Electroplating with Copper
2001
In this experiment, we electroplated dried and pressed leaves using copper, a sulfuric acid
(CuSO4(aq)) solution, and an electrical current with an amp reader to measure the amount of
electrons passing through the electrical circuit. I hypothesized that smaller leaves with branchedout shapes would plate more efficiently than large leaves with a lot of surface area. Six leaves of
varying sizes and shapes were plated, and almost all of the leaves yielded between 100% and
140%, with one leaf yielding 58%, and another leaf yielding 170%; thus for the most part the
leaves were yielding over one hundred percent of the theoretical yield. My hypothesis was
proven correct; smaller leaves or leaves with branched out shapes plated more efficiently than
large leaves with a lot of surface area.
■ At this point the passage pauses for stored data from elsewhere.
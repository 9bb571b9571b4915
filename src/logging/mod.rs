//! Инициализация `tracing` для процессов, встраивающих движок.
//!
//! Библиотека сама подписчика не устанавливает: это делает хост (например,
//! `pubsub-demo`).

pub mod config;
mod filters;
mod formatter;

pub use config::{LogFormat, LoggingConfig};
use tracing_subscriber::{layer::SubscriberExt, util::SubscriberInitExt};

/// Устанавливает глобальный подписчик `tracing`.
///
/// Повторный вызов возвращает ошибку, а не паникует.
pub fn init_logging(config: LoggingConfig) -> Result<(), Box<dyn std::error::Error>> {
    config.validate()?;

    let env_filter = filters::build_filter_from_config(&config);
    let layer = formatter::build_formatter_from_config(&config);

    tracing_subscriber::registry()
        .with(env_filter)
        .with(layer)
        .try_init()?;

    tracing::debug!(
        version = env!("CARGO_PKG_VERSION"),
        log_level = %config.level,
        format = ?config.format,
        "Logging system initialized"
    );
    Ok(())
}
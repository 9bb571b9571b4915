//! Экспортируемые функции, работающие с явным [`PubSubHandle`], и общая
//! реализация операций на границе.
//!
//! Любая функция здесь:
//!
//! * проверяет указатели на null до разыменования;
//! * перехватывает панику через [`std::panic::catch_unwind`], паника не
//!   пересекает границу;
//! * при ошибке возвращает `false` и сохраняет описание и код в
//!   thread-local, откуда их читают [`pubsub_last_error`] и
//!   [`pubsub_last_error_code`].

use std::{
    cell::RefCell,
    ffi::{CStr, CString},
    os::raw::{c_char, c_void},
    panic::{catch_unwind, AssertUnwindSafe},
};

use pubsub_error::{BoundaryError, LogLevel, PubSubResult, StackError, StatusCode};
use tracing::{debug, error, info, warn};

use super::{
    marshal::marshal_to_raw,
    types::{ForeignHandler, MessageCallback, PubSubHandle},
};
use crate::{
    config::EngineConfig,
    pubsub::{CallbackHandle, PubSubEngine},
};

thread_local! {
    static LAST_ERROR: RefCell<Option<(StatusCode, CString)>> = const { RefCell::new(None) };
}

fn set_last_error(
    code: StatusCode,
    msg: &str,
) {
    let c = super::types::to_c_string(msg);
    LAST_ERROR.with(|cell| *cell.borrow_mut() = Some((code, c)));
}

fn clear_last_error() {
    LAST_ERROR.with(|cell| *cell.borrow_mut() = None);
}

/// Сохраняет ошибку и пишет её в лог на уровне, заданном её кодом.
fn fail(
    op: &'static str,
    err: &StackError,
) -> bool {
    let code = err.status_code();
    set_last_error(code, &err.to_string());
    match err.log_level() {
        LogLevel::Error => error!(op, %code, error = %err, "ffi call failed"),
        LogLevel::Warn => warn!(op, %code, error = %err, "ffi call failed"),
        LogLevel::Info => info!(op, %code, error = %err, "ffi call failed"),
        LogLevel::Debug => debug!(op, %code, error = %err, "ffi call failed"),
    }
    false
}

/// Выполняет тело под `catch_unwind` и сводит результат к `bool`.
pub(crate) fn guard<F>(
    op: &'static str,
    f: F,
) -> bool
where
    F: FnOnce() -> PubSubResult<bool>,
{
    match catch_unwind(AssertUnwindSafe(f)) {
        Ok(Ok(done)) => {
            clear_last_error();
            done
        }
        Ok(Err(e)) => fail(op, &e),
        Err(_) => {
            set_last_error(StatusCode::Internal, "panic inside pubsub call");
            error!(op, "panic caught at ffi boundary");
            false
        }
    }
}

/// Обязательная строка: null и невалидный UTF-8 отклоняются.
///
/// # Safety
///
/// Ненулевой `ptr` указывает на NUL-терминированную строку.
pub(crate) unsafe fn cstr_to_str<'a>(
    ptr: *const c_char,
    what: &'static str,
) -> PubSubResult<&'a str> {
    if ptr.is_null() {
        pubsub_error::bail!(BoundaryError::NullPointer { what });
    }
    unsafe { CStr::from_ptr(ptr) }.to_str().map_err(|e| {
        BoundaryError::InvalidUtf8 {
            what,
            valid_up_to: e.valid_up_to(),
        }
        .into()
    })
}

/// Необязательная строка: null означает `None`.
///
/// # Safety
///
/// Как у [`cstr_to_str`].
pub(crate) unsafe fn opt_cstr_to_str<'a>(
    ptr: *const c_char,
    what: &'static str,
) -> PubSubResult<Option<&'a str>> {
    if ptr.is_null() {
        return Ok(None);
    }
    unsafe { cstr_to_str(ptr, what) }.map(Some)
}

/// # Safety
///
/// Ненулевой `handle` получен из [`pubsub_engine_new`] и ещё не освобождён.
unsafe fn deref_handle<'a>(handle: *mut PubSubHandle) -> PubSubResult<&'a PubSubEngine> {
    if handle.is_null() {
        pubsub_error::bail!(BoundaryError::NullPointer {
            what: "engine handle"
        });
    }
    Ok(unsafe { &*handle }.engine())
}

////////////////////////////////////////////////////////////////////////////////
// Общая реализация операций
//
// Safety для всех `*_on`: ненулевые строковые указатели указывают на
// NUL-терминированные строки, выходные буферы доступны для записи на
// заявленную ёмкость.
////////////////////////////////////////////////////////////////////////////////

pub(crate) unsafe fn subscribe_on(
    engine: &PubSubEngine,
    subscriber_id: *const c_char,
    topic: *const c_char,
    callback: Option<MessageCallback>,
    user_data: *mut c_void,
) -> PubSubResult<bool> {
    let subscriber = unsafe { cstr_to_str(subscriber_id, "subscriber_id") }?;
    let topic = unsafe { cstr_to_str(topic, "topic") }?;
    let handle = callback.map(|cb| CallbackHandle::new(ForeignHandler::new(cb, user_data)));
    engine.subscribe(subscriber, topic, handle)?;
    Ok(true)
}

pub(crate) unsafe fn unsubscribe_on(
    engine: &PubSubEngine,
    subscriber_id: *const c_char,
    topic: *const c_char,
) -> PubSubResult<bool> {
    let subscriber = unsafe { cstr_to_str(subscriber_id, "subscriber_id") }?;
    let topic = unsafe { opt_cstr_to_str(topic, "topic") }?;
    engine.unsubscribe(subscriber, topic)?;
    Ok(true)
}

pub(crate) unsafe fn publish_on(
    engine: &PubSubEngine,
    topic: *const c_char,
    message: *const c_char,
) -> PubSubResult<bool> {
    let topic = unsafe { cstr_to_str(topic, "topic") }?;
    let message = unsafe { cstr_to_str(message, "message") }?;
    engine.publish(topic, message)?;
    Ok(true)
}

pub(crate) unsafe fn get_next_message_on(
    engine: &PubSubEngine,
    subscriber_id: *const c_char,
    topic: *const c_char,
    out_topic: *mut c_char,
    out_topic_size: usize,
    out_message: *mut c_char,
    out_message_size: usize,
) -> PubSubResult<bool> {
    let subscriber = unsafe { cstr_to_str(subscriber_id, "subscriber_id") }?;
    let topic = unsafe { opt_cstr_to_str(topic, "topic") }?;

    let Some(msg) = engine.get_next_message(subscriber, topic) else {
        return Ok(false);
    };

    let t = unsafe { marshal_to_raw(msg.topic(), out_topic, out_topic_size) };
    let m = unsafe { marshal_to_raw(msg.content(), out_message, out_message_size) };
    if t.is_some_and(|r| r.truncated) || m.is_some_and(|r| r.truncated) {
        debug!(
            subscriber,
            topic = msg.topic(),
            topic_len = msg.topic().len(),
            message_len = msg.content().len(),
            "output truncated to caller buffer"
        );
    }
    Ok(true)
}

pub(crate) unsafe fn has_messages_on(
    engine: &PubSubEngine,
    subscriber_id: *const c_char,
    topic: *const c_char,
) -> PubSubResult<bool> {
    let subscriber = unsafe { cstr_to_str(subscriber_id, "subscriber_id") }?;
    let topic = unsafe { opt_cstr_to_str(topic, "topic") }?;
    Ok(engine.has_messages(subscriber, topic))
}

////////////////////////////////////////////////////////////////////////////////
// Жизненный цикл
////////////////////////////////////////////////////////////////////////////////

/// Создаёт новый независимый экземпляр движка с конфигурацией из
/// окружения (`PUBSUB_*`). При ошибке возвращает null.
#[no_mangle]
pub extern "C" fn pubsub_engine_new() -> *mut PubSubHandle {
    catch_unwind(|| match EngineConfig::load() {
        Ok(config) => PubSubHandle::into_raw(PubSubEngine::new(config)),
        Err(e) => {
            set_last_error(StatusCode::InvalidConfig, &e.to_string());
            warn!(error = %e, "invalid engine configuration");
            std::ptr::null_mut()
        }
    })
    .unwrap_or_else(|_| {
        set_last_error(StatusCode::Internal, "panic during pubsub_engine_new");
        std::ptr::null_mut()
    })
}

/// Освобождает экземпляр. После вызова хендл использовать нельзя.
///
/// # Safety
///
/// `handle` получен из [`pubsub_engine_new`] и освобождается один раз, когда
/// ни один поток больше не работает с ним.
#[no_mangle]
pub extern "C" fn pubsub_engine_free(handle: *mut PubSubHandle) {
    if handle.is_null() {
        return;
    }
    let _ = catch_unwind(AssertUnwindSafe(|| unsafe { PubSubHandle::free(handle) }));
}

////////////////////////////////////////////////////////////////////////////////
// Операции над хендлом
////////////////////////////////////////////////////////////////////////////////

/// Как [`subscribe`](super::subscribe), но на явном экземпляре.
#[no_mangle]
pub extern "C" fn pubsub_engine_subscribe(
    handle: *mut PubSubHandle,
    subscriber_id: *const c_char,
    topic: *const c_char,
    callback: Option<MessageCallback>,
    user_data: *mut c_void,
) -> bool {
    guard("pubsub_engine_subscribe", || {
        let engine = unsafe { deref_handle(handle) }?;
        unsafe { subscribe_on(engine, subscriber_id, topic, callback, user_data) }
    })
}

#[no_mangle]
pub extern "C" fn pubsub_engine_unsubscribe(
    handle: *mut PubSubHandle,
    subscriber_id: *const c_char,
    topic: *const c_char,
) -> bool {
    guard("pubsub_engine_unsubscribe", || {
        let engine = unsafe { deref_handle(handle) }?;
        unsafe { unsubscribe_on(engine, subscriber_id, topic) }
    })
}

#[no_mangle]
pub extern "C" fn pubsub_engine_publish(
    handle: *mut PubSubHandle,
    topic: *const c_char,
    message: *const c_char,
) -> bool {
    guard("pubsub_engine_publish", || {
        let engine = unsafe { deref_handle(handle) }?;
        unsafe { publish_on(engine, topic, message) }
    })
}

#[no_mangle]
pub extern "C" fn pubsub_engine_get_next_message(
    handle: *mut PubSubHandle,
    subscriber_id: *const c_char,
    topic: *const c_char,
    out_topic: *mut c_char,
    out_topic_size: usize,
    out_message: *mut c_char,
    out_message_size: usize,
) -> bool {
    guard("pubsub_engine_get_next_message", || {
        let engine = unsafe { deref_handle(handle) }?;
        unsafe {
            get_next_message_on(
                engine,
                subscriber_id,
                topic,
                out_topic,
                out_topic_size,
                out_message,
                out_message_size,
            )
        }
    })
}

#[no_mangle]
pub extern "C" fn pubsub_engine_has_messages(
    handle: *mut PubSubHandle,
    subscriber_id: *const c_char,
    topic: *const c_char,
) -> bool {
    guard("pubsub_engine_has_messages", || {
        let engine = unsafe { deref_handle(handle) }?;
        unsafe { has_messages_on(engine, subscriber_id, topic) }
    })
}

/// Описание последней ошибки на текущем потоке или null.
///
/// Указатель валиден до следующего вызова любой функции этого API на том
/// же потоке.
#[no_mangle]
pub extern "C" fn pubsub_last_error() -> *const c_char {
    LAST_ERROR.with(|cell| {
        cell.borrow()
            .as_ref()
            .map_or(std::ptr::null(), |(_, s)| s.as_ptr())
    })
}

/// Код последней ошибки на текущем потоке ([`StatusCode`]) или `0`, если
/// последний вызов завершился без ошибки.
#[no_mangle]
pub extern "C" fn pubsub_last_error_code() -> u32 {
    LAST_ERROR.with(|cell| cell.borrow().as_ref().map_or(0, |(code, _)| code.code()))
}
The observations were recorded in pictures.
The experiment just completed examined the effectiveness of copper electroplating on leaves of
different sizes and shapes. The hypothesis stated that smaller leaves with branched-out shapes
(ie. small oak or ash leaves) would plate better than large leaves with a larger intact surface area
(for example, large maple or cottonwood leaves).
Electroplating is an important part of our everyday lives; circuit boards in computers, telephones,
calculators, and parts of automobiles are often electroplated (Fruen 257). Electroplating,
according to Webster's Dictionary, is to deposit a coating of metal on an object by electrolysis.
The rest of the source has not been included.